Exxon Engulfed

Exxon now has a bearish engulfing candle on its daily chart (click to enlarge):

Notice what happened after the last bearish engulfing pattern that it had on January 6th (blue arrows). Also notice the big jump in volume on Friday. That makes it even more bearish.

Exxon announced earnings on Friday morning, and they were received as “good”, yet we got this bearish result. I’m thinking that a large fund(s) was looking to exit Exxon and used the earnings report to engage in a bit of distribution. In fact, it looks like XOM has been under distribution for a while:

The stock was in an uptrend channel (blue lines), but the pattern has recently degraded into a descending triangle (red lines) after struggling to hold the lower blue line over the last two weeks.

The XLE also has a bearish engulfing candle on its daily chart.

Exxon is an important stock since it is so huge, and if it is beginning a sustained downtrend, that will not be good for the indicies.

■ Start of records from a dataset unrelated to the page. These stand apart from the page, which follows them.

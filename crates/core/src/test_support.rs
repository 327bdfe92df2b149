//! Scripted collaborators shared by the dispatcher and pipeline tests.

use crate::{
    consumer::{CompletionSource, ConsumeError, DeltaStream},
    dispatcher::DispatchSink,
};
use async_trait::async_trait;
use std::{collections::VecDeque, sync::Mutex, time::Duration};
use tokio::sync::mpsc;
use tokio_util::sync::CancellationToken;

pub(crate) type DeltaSender = mpsc::UnboundedSender<Result<String, ConsumeError>>;

enum Script {
    Stream(mpsc::UnboundedReceiver<Result<String, ConsumeError>>),
    Fail(ConsumeError),
}

/// Hands out pre-arranged streams in `open` order.
#[derive(Default)]
pub(crate) struct ScriptedSource {
    scripts: Mutex<VecDeque<Script>>,
    prompts: Mutex<Vec<String>>,
}

impl ScriptedSource {
    /// Queues a stream driven by the returned sender. Dropping the sender
    /// ends the stream.
    pub(crate) fn push_stream(&self) -> DeltaSender {
        let (tx, rx) = mpsc::unbounded_channel();
        self.scripts.lock().unwrap().push_back(Script::Stream(rx));
        tx
    }

    pub(crate) fn push_failure(&self, err: ConsumeError) {
        self.scripts.lock().unwrap().push_back(Script::Fail(err));
    }

    pub(crate) fn prompts(&self) -> Vec<String> {
        self.prompts.lock().unwrap().clone()
    }
}

#[async_trait]
impl CompletionSource for ScriptedSource {
    async fn open(
        &self,
        prompt: &str,
        _cancel: &CancellationToken,
    ) -> Result<DeltaStream, ConsumeError> {
        self.prompts.lock().unwrap().push(prompt.to_string());
        let script = self.scripts.lock().unwrap().pop_front();
        match script {
            Some(Script::Stream(rx)) => Ok(Box::pin(futures::stream::unfold(
                rx,
                |mut rx| async move { rx.recv().await.map(|item| (item, rx)) },
            ))),
            Some(Script::Fail(err)) => Err(err),
            None => Err(ConsumeError::Transport("no scripted stream".into())),
        }
    }
}

#[derive(Debug, Clone, PartialEq, Eq)]
pub(crate) enum SinkEvent {
    Status(String),
    Chunk(String),
    Completed(String, bool),
    Error(String),
}

#[derive(Default)]
pub(crate) struct RecordingSink {
    events: Mutex<Vec<SinkEvent>>,
}

impl RecordingSink {
    pub(crate) fn events(&self) -> Vec<SinkEvent> {
        self.events.lock().unwrap().clone()
    }

    fn record(&self, event: SinkEvent) {
        self.events.lock().unwrap().push(event);
    }
}

impl DispatchSink for RecordingSink {
    fn status(&self, text: &str) {
        self.record(SinkEvent::Status(text.to_string()));
    }

    fn chunk(&self, text: &str) {
        self.record(SinkEvent::Chunk(text.to_string()));
    }

    fn completed(&self, text: &str, is_fallback: bool) {
        self.record(SinkEvent::Completed(text.to_string(), is_fallback));
    }

    fn error(&self, text: &str) {
        self.record(SinkEvent::Error(text.to_string()));
    }
}

/// Polls `cond` until it holds, panicking after a second.
pub(crate) async fn wait_for(mut cond: impl FnMut() -> bool) {
    let deadline = tokio::time::Instant::now() + Duration::from_secs(1);
    while !cond() {
        assert!(
            tokio::time::Instant::now() < deadline,
            "condition not reached in time"
        );
        tokio::time::sleep(Duration::from_millis(5)).await;
    }
}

Note: I don’t have a position in XOM, XLE, or any other oil stocks. But if I did, I would be short.

Friday’s Trading

I took profits on my shorts Thursday and went back to cash. Like George says, get the honey and get away from the bees. But I’ve probably taken profits too early again. As you may recall, when I shorted the January 6th top, I took fat profits as the SPX fell down to 900. And that was about 100 points too early. I might be making the same mistake again, so don’t read too much into my move back to cash. I’m actually just looking for a day off from trading, though I may pop up to short Friday’s close.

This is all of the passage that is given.